To the mum with the cray-cray kid at the shops:

I am so sorry that you probably only saw our judgy watchful eyes, I know what it looked like. At first though it really was in pure curiosity, you know the OMG I am so glad it’s not me kind or like the part in a David Attenborough doco where all the animals get their fuck on and you’re oddly grossed out and fascinated by it but Can. Not. Look. Away.
But then we watched you try to wrangle your 6 year old at the indoor playground by the desperately in need of an update cafe. We saw you get really really frustrated, we saw you yell and we saw you make those empty threats when your son refused to follow you when you had clearly had enough. We watched you for 30 minutes tell him you were leaving, that you were calling ‘Bob’ or (insert authoritative figure here). We saw you have absolutely enough of your son that day.

Hes got your back
He’s got your back…maybe?

We saw that you wanted to imaginary bash the heck out of your son for humiliating you in a public place when all you wanted to do was to go home. We also saw that you had a newborn, a newborn baby girl that you didn’t want to leave in the trolley sleeping peacefully oblivious to the chaos her older brother caused you that day, she slept wonderfully with her little head band on and those teeny socks. We weren’t judging you, we weren’t watching you in disbelief that your child was doing what he was doing, because I know, we all know that it’s what kids do.  We were watching your daughter silently for you while you chased your son, pointing at him, being unable to catch him in the small pokey playground.  We watched her so you could plead with him to quit crushing your tired.mother.of.a.newborn soul. You probably didn’t know that’s why we watched, but we could see you didn’t want to leave her sleeping in her trolley with your shopping, so we just watched.
Because we had your back.

Because I; the only mother of the 3 of us that sat and watched that day had been there, I saw your frustration in myself, I saw the fury, the anger and the rage all in my self because you knew and I knew that at any moment your darling girl might wake up. Then she will want a feed and then she will need to be settled which you and I both know takes an hour or so which would mean that you would have to go to a parents room or sit in the cafe for longer. Then you wouldn’t get home for another hour and a half and you knew that by then you would have been covered in tears and not of your children but of your own.

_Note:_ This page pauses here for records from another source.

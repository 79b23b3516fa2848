//! HTTP fetcher.
//!
//! One GET per call with a bounded timeout and redirect chain. Every
//! redirect hop is re-validated so a public URL cannot bounce the request
//! into the private network.

use async_trait::async_trait;
use chrono::Utc;
use encoding_rs::{Encoding, UTF_8};
use futures::StreamExt;
use reqwest::header::{self, HeaderMap, HeaderValue};
use reqwest::redirect::Policy;
use std::error::Error as StdError;
use tracing::{debug, warn};
use url::Url;

use crate::config::{FetchConfig, DEFAULT_ACCEPT};
use crate::error::{FetchError, FetchResult, ValidationError};
use crate::security::UrlValidator;
use crate::traits::fetcher::{Fetcher, RawPage};

/// Content types accepted as HTML.
const HTML_CONTENT_TYPES: [&str; 2] = ["text/html", "application/xhtml+xml"];

/// Query parameter carrying the cache-busting timestamp.
pub const CACHE_BUST_PARAM: &str = "_cb";

/// Why the redirect policy stopped a chain.
#[derive(Debug, thiserror::Error)]
enum RedirectRejection {
    #[error("too many redirects")]
    TooMany,

    #[error("redirect target rejected: {0}")]
    Blocked(ValidationError),
}

/// Fetches pages over HTTP(S).
///
/// The reqwest client is built once and reused; it is safe to share across
/// concurrent checks.
///
/// # Example
///
/// ```rust,ignore
/// let fetcher = HttpFetcher::new(FetchConfig::default())?;
/// let page = fetcher.fetch(&Url::parse("https://example.com/")?).await?;
/// ```
#[derive(Debug, Clone)]
pub struct HttpFetcher {
    client: reqwest::Client,
    config: FetchConfig,
}

impl HttpFetcher {
    /// Create a fetcher that re-validates redirects with the default validator.
    pub fn new(config: FetchConfig) -> FetchResult<Self> {
        Self::with_validator(config, UrlValidator::new())
    }

    /// Create a fetcher with a custom redirect validator.
    pub fn with_validator(config: FetchConfig, validator: UrlValidator) -> FetchResult<Self> {
        let mut headers = HeaderMap::new();
        headers.insert(header::ACCEPT, HeaderValue::from_static(DEFAULT_ACCEPT));
        headers.insert(header::CACHE_CONTROL, HeaderValue::from_static("no-cache"));
        headers.insert(header::PRAGMA, HeaderValue::from_static("no-cache"));

        let client = reqwest::Client::builder()
            .timeout(config.timeout())
            .user_agent(config.user_agent.as_str())
            .default_headers(headers)
            .redirect(redirect_policy(config.max_redirects, validator))
            .build()
            .map_err(FetchError::Http)?;

        Ok(Self { client, config })
    }

    pub fn config(&self) -> &FetchConfig {
        &self.config
    }

    /// The URL actually requested: `url` plus `_cb=<unix ms>` when enabled.
    fn request_url(&self, url: &Url) -> Url {
        let mut request_url = url.clone();
        if self.config.cache_bust {
            request_url
                .query_pairs_mut()
                .append_pair(CACHE_BUST_PARAM, &Utc::now().timestamp_millis().to_string());
        }
        request_url
    }
}

fn redirect_policy(max_redirects: usize, validator: UrlValidator) -> Policy {
    Policy::custom(move |attempt| {
        if attempt.previous().len() > max_redirects {
            return attempt.error(RedirectRejection::TooMany);
        }
        match validator.validate_url(attempt.url()) {
            Ok(()) => attempt.follow(),
            Err(e) => attempt.error(RedirectRejection::Blocked(e)),
        }
    })
}

fn redirect_rejection(err: &reqwest::Error) -> Option<&RedirectRejection> {
    let mut source = err.source();
    while let Some(cause) = source {
        if let Some(rejection) = cause.downcast_ref::<RedirectRejection>() {
            return Some(rejection);
        }
        source = cause.source();
    }
    None
}

fn classify(err: reqwest::Error, url: &Url) -> FetchError {
    let url = url.to_string();
    if err.is_timeout() {
        return FetchError::Timeout { url };
    }
    if err.is_redirect() {
        return match redirect_rejection(&err) {
            Some(RedirectRejection::Blocked(_)) => FetchError::RedirectBlocked { url },
            _ => FetchError::TooManyRedirects { url },
        };
    }
    FetchError::Http(err)
}

fn is_html(content_type: &str) -> bool {
    let content_type = content_type.to_ascii_lowercase();
    HTML_CONTENT_TYPES.iter().any(|t| content_type.contains(t))
}

/// Read the body, failing once it grows past `limit` bytes.
async fn read_body(response: reqwest::Response, limit: usize, url: &Url) -> FetchResult<Vec<u8>> {
    let too_large = || FetchError::BodyTooLarge {
        url: url.to_string(),
        limit,
    };
    if response.content_length().is_some_and(|len| len > limit as u64) {
        return Err(too_large());
    }

    let mut body = Vec::new();
    let mut stream = response.bytes_stream();
    while let Some(chunk) = stream.next().await {
        let chunk = chunk.map_err(|e| classify(e, url))?;
        if body.len() + chunk.len() > limit {
            warn!(url = %url, limit, "Response body over limit");
            return Err(too_large());
        }
        body.extend_from_slice(&chunk);
    }
    Ok(body)
}

/// Decode with the `charset` from the content type, UTF-8 otherwise.
/// A byte-order mark takes precedence.
fn decode_body(body: &[u8], content_type: &str) -> String {
    let encoding = charset(content_type)
        .and_then(|label| Encoding::for_label(label.as_bytes()))
        .unwrap_or(UTF_8);
    let (text, _, _) = encoding.decode(body);
    text.into_owned()
}

fn charset(content_type: &str) -> Option<&str> {
    content_type.split(';').skip(1).find_map(|param| {
        let (name, value) = param.split_once('=')?;
        name.trim()
            .eq_ignore_ascii_case("charset")
            .then(|| value.trim().trim_matches('"'))
    })
}

#[async_trait]
impl Fetcher for HttpFetcher {
    async fn fetch(&self, url: &Url) -> FetchResult<RawPage> {
        let request_url = self.request_url(url);
        debug!(url = %url, "HTTP fetch starting");

        let response = self
            .client
            .get(request_url)
            .send()
            .await
            .map_err(|e| {
                warn!(url = %url, error = %e, "HTTP request failed");
                classify(e, url)
            })?;

        let status = response.status();
        if !status.is_success() {
            return Err(FetchError::Status {
                status: status.as_u16(),
                url: url.to_string(),
            });
        }

        let content_type = response
            .headers()
            .get(header::CONTENT_TYPE)
            .and_then(|v| v.to_str().ok())
            .unwrap_or_default()
            .to_string();

        if !is_html(&content_type) {
            return Err(FetchError::UnsupportedContentType { content_type });
        }

        let final_url = response.url().clone();
        let body = read_body(response, self.config.max_body_bytes, url).await?;
        let html = decode_body(&body, &content_type);

        debug!(
            url = %url,
            final_url = %final_url,
            status = status.as_u16(),
            bytes = html.len(),
            "HTTP fetch complete"
        );

        Ok(RawPage::new(url.clone(), html)
            .with_final_url(final_url)
            .with_status(status.as_u16())
            .with_content_type(content_type))
    }

    fn name(&self) -> &str {
        "http"
    }
}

We wanted to come and stand by the trolley and let you know that we had your back, but we didn’t want to make you feel like you didn’t have it all worked out. But now, looking back, you didn’t know we had your back and I wish you did. I wish I had stood up, walked over and stood by your baby so you knew you weren’t alone.
I am so sorry.
We have all been there.
You are not alone.

That one time, they were great at the shops..... NAWT
That one time at band camp, they were great at the shops…..

Little did you know that the other day I too had ‘that’ child at the shop.
I had to ‘Pop’ (FACT: popping somewhere with kids doesn’t actually exist) into the shops to get cat food before we headed out for the day, my kids, the two smallest of the 3 were in good spirits and I thought “oh great this will be easy”. That is the biggest mistake a mother will ever make, thinking or saying something will be easy with kids.
JINX, no touch backs no returns.

We entered the store, relaxed, happy with not a care in the world, holding hands like the fucking brady bunch. We talked about the butcher and our friend Sam who worked there and how she gives them fritz.
We enter the food store, Moo wants to go left because the lino floor there is yellow and he wants to go left because: Yellow. But we need to go right because even though the cat food is in fact left, I the mother made a huge mistake and realised we needed bread too. Which is in fact to the right.
So we go right, Moo does not agree and legs it to the left, I yell out “Moo!!!!!!!!” Then with Little flea running behind me screaming “Stop it, that’s my sister” (Clearly she has dreams too because Moo is in fact a boy) I spend a good 5 maybe 7 minutes chasing Moo down all of the first 5th and 6th aisles with people moving out the way to watch me, because me, a 30 year old mum running while wearing an ahh bra is just a great thing to see, almost like a spectacle really, those things have zero support.
Finally a lovely lady steps in and stops him by saying “I think your mummy is chasing you”, he stops, I stop, we all stop and I thank her profusely while embarrassingly launching my Moo into a trolley and proclaiming that today, this day is the worst shopping trip of the week and that I need a vodka or a wine, or some kind of mind numbing drug. We leave the store defeated and wave to Sam the butcher as we leave who can see by the look on all our faces that someone’s soul was crushed at the store that day just as yours was the day before.

Lets all have each others backs because we all got ‘that’ kid.